1. Recursive Drop of a deep AST overflows the stack. The auto-derived Drop for the Box<Expr> chain recurses once per nesting level. This is independent of the checker (it happens even if checking is skipped) and is currently only worked around by a shape-specific test helper (drop_program_iteratively in crates/my-lang/src/checker.rs, which only handles 2-arg Call chains). A real input shaped differently would still overflow on drop.
2. MAX_EXPR_DEPTH = 256 is now unjustified at that specific value.

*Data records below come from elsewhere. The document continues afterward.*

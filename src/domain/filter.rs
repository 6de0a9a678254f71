use crate::domain::board::Board;
use crate::domain::task::{Category, Priority, Task};
use chrono::NaiveDate;
use std::collections::BTreeMap;

/// Filter over the board's tasks, as offered by the calendar view
#[derive(Debug, Clone, PartialEq)]
pub enum TaskFilter {
    All,
    Priority(Priority),
    Category(Category),
    /// Tasks in the column with this title, matched case-insensitively
    Column(String),
}

/// Tasks in display order: columns left to right, each top to bottom
fn tasks_in_board_order(board: &Board) -> impl Iterator<Item = &Task> {
    board
        .column_order
        .iter()
        .filter_map(|id| board.columns.get(id))
        .flat_map(|column| column.task_ids.iter())
        .filter_map(|id| board.tasks.get(id))
}

/// Returns the tasks matching the filter, in display order.
///
/// A column filter naming no existing column matches nothing.
pub fn filter_tasks<'a>(board: &'a Board, filter: &TaskFilter) -> Vec<&'a Task> {
    match filter {
        TaskFilter::All => tasks_in_board_order(board).collect(),
        TaskFilter::Priority(priority) => tasks_in_board_order(board)
            .filter(|task| task.priority == *priority)
            .collect(),
        TaskFilter::Category(category) => tasks_in_board_order(board)
            .filter(|task| task.category == *category)
            .collect(),
        TaskFilter::Column(title) => {
            let wanted = title.to_lowercase();
            board
                .columns
                .values()
                .find(|column| column.title.to_lowercase() == wanted)
                .map(|column| {
                    column
                        .task_ids
                        .iter()
                        .filter_map(|id| board.tasks.get(id))
                        .collect()
                })
                .unwrap_or_default()
        }
    }
}

/// Groups every task by its due date, dates in chronological order
pub fn tasks_by_due_date(board: &Board) -> BTreeMap<NaiveDate, Vec<&Task>> {
    let mut grouped: BTreeMap<NaiveDate, Vec<&Task>> = BTreeMap::new();
    for task in tasks_in_board_order(board) {
        grouped.entry(task.due_date).or_default().push(task);
    }
    grouped
}

#[cfg(test)]
mod tests {
    use super::*;

    #[test]
    fn test_filter_all_follows_display_order() {
        let board = Board::seed();
        let tasks = filter_tasks(&board, &TaskFilter::All);

        assert_eq!(
            tasks.iter().map(|t| t.id.as_str()).collect::<Vec<_>>(),
            vec!["task-1", "task-2", "task-3", "task-4", "task-5"]
        );
    }

    #[test]
    fn test_filter_by_priority() {
        let board = Board::seed();
        let tasks = filter_tasks(&board, &TaskFilter::Priority(Priority::High));

        assert_eq!(
            tasks.iter().map(|t| t.id.as_str()).collect::<Vec<_>>(),
            vec!["task-1", "task-3"]
        );
    }

    #[test]
    fn test_filter_by_category() {
        let board = Board::seed();
        let tasks = filter_tasks(&board, &TaskFilter::Category(Category::Improvement));

        assert_eq!(tasks.len(), 1);
        assert_eq!(tasks[0].id.as_str(), "task-5");
    }

    #[test]
    fn test_filter_by_column_title_is_case_insensitive() {
        let board = Board::seed();
        let tasks = filter_tasks(&board, &TaskFilter::Column("in progress".to_string()));

        assert_eq!(tasks.len(), 1);
        assert_eq!(tasks[0].id.as_str(), "task-4");
    }

    #[test]
    fn test_filter_by_unknown_column_matches_nothing() {
        let board = Board::seed();
        let tasks = filter_tasks(&board, &TaskFilter::Column("Archived".to_string()));

        assert!(tasks.is_empty());
    }

    #[test]
    fn test_tasks_grouped_by_due_date() {
        let board = Board::seed();
        let grouped = tasks_by_due_date(&board);

        // seed due dates: +1 (two tasks), +2, +3, +5 days out
        assert_eq!(grouped.len(), 4);
        let per_day: Vec<usize> = grouped.values().map(Vec::len).collect();
        assert_eq!(per_day, vec![2, 1, 1, 1]);
        assert_eq!(grouped.values().flatten().count(), 5);

        let mut dates: Vec<NaiveDate> = grouped.keys().copied().collect();
        let mut sorted = dates.clone();
        sorted.sort();
        assert_eq!(dates, sorted);
        dates.dedup();
        assert_eq!(dates.len(), 4);
    }
}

It was chosen as an OOM defence that doesn't exist. It rejects deep-but-legal programs; the value should be re-derived from the actual stack budget of the deepest recursive walk (checker recursion and Drop), not from the disproven memory argument.

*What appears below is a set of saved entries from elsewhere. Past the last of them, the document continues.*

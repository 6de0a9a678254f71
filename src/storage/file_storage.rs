use crate::{domain::Board, error::Result, storage::Storage};
use async_trait::async_trait;
use std::path::{Path, PathBuf};
use tokio::fs;

/// File-based storage implementation
pub struct FileStorage {
    root_path: PathBuf,
}

impl FileStorage {
    const TABLERO_DIR: &'static str = ".tablero";
    const BOARD_FILE: &'static str = "board.json";

    /// Creates a new FileStorage instance for the given project root
    pub fn new(project_root: impl AsRef<Path>) -> Self {
        Self {
            root_path: project_root.as_ref().join(Self::TABLERO_DIR),
        }
    }

    fn board_file(&self) -> PathBuf {
        self.root_path.join(Self::BOARD_FILE)
    }

    async fn ensure_directory_exists(&self) -> Result<()> {
        if !self.root_path.exists() {
            fs::create_dir_all(&self.root_path).await?;
        }
        Ok(())
    }
}

#[async_trait]
impl Storage for FileStorage {
    async fn load_board(&self) -> Result<Option<Board>> {
        let board_file = self.board_file();

        if !board_file.exists() {
            return Ok(None);
        }

        let contents = fs::read_to_string(&board_file).await?;
        let board: Board = serde_json::from_str(&contents)?;

        Ok(Some(board))
    }

    async fn save_board(&self, board: &Board) -> Result<()> {
        self.ensure_directory_exists().await?;

        let json = serde_json::to_string_pretty(board)?;
        fs::write(self.board_file(), json).await?;

        Ok(())
    }
}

Why this is not a quick PR

Per #14's own "no speculative fix without measurement" principle: a general iterative Drop for the whole AST is a non-trivial, risky core change. It should be measured first (actual stack frame size per check_expr / per Drop level on the target platforms) and then either: a generalized iterative drop, a Box-arena / flattened AST, or an explicit recursion limit tied to a measured budget.

Definition of done

• Measure stack-frame cost per recursion level for check_expr and AST Drop (Linux + the Windows CI toolchain).
• Replace the test-only shape-specific drop helper with a general, non-overflowing AST teardown (or justify an alternative AST representation).
• Re-derive MAX_EXPR_DEPTH from the measured budget (or remove it if the structural fix makes it unnecessary), updating the doc-comment reframed in docs(checker): reframe MAX_EXPR_DEPTH as a stack-recursion bound (closes #14) #36.
• Regression test with a deep, non-Call-shaped AST.

[hyperpolymath]

PR #43 addresses subtleties 1 & 3 (the Linux-doable scope), with the toolchain now set up locally:

• Subtlety 1 (Drop overflow): general shape-independent ast::drop_program_iteratively (explicit heap worklist, by-value destructure, O(1) stack) replaces the Call-only test helper. impl Drop for Expr rejected with justification (breaks by-value destructure across parser/HIR/MIR — the "or justify an alternative" clause). Verified tearing down a 1,000,000-deep non-Call chain at 512 KiB stack.
• Subtlety 3 (MAX_EXPR_DEPTH): measured ≈4.4 KiB/level (examples/measure_depth.rs). Finding: the old 256 needs ~1.14 MiB and is unsafe on the Windows 1 MiB main-thread stack (can overflow before the guard trips), not merely unjustified. Re-derived → 128; parser's independent MAX_PARSE_EXPR_DEPTH=64 is the real ceiling so zero real programs are rejected.
• DoD item 4: non-Call (Unary) deep regression test added; alloc-scaling ladder made constant-relative.

Remaining (kept open): the Windows-CI leg of the stack measurement — needs CI access, but examples/measure_depth.rs ships so it's now a single command there. Leave #37 open until that datapoint confirms the 128 budget on the msvc toolchain.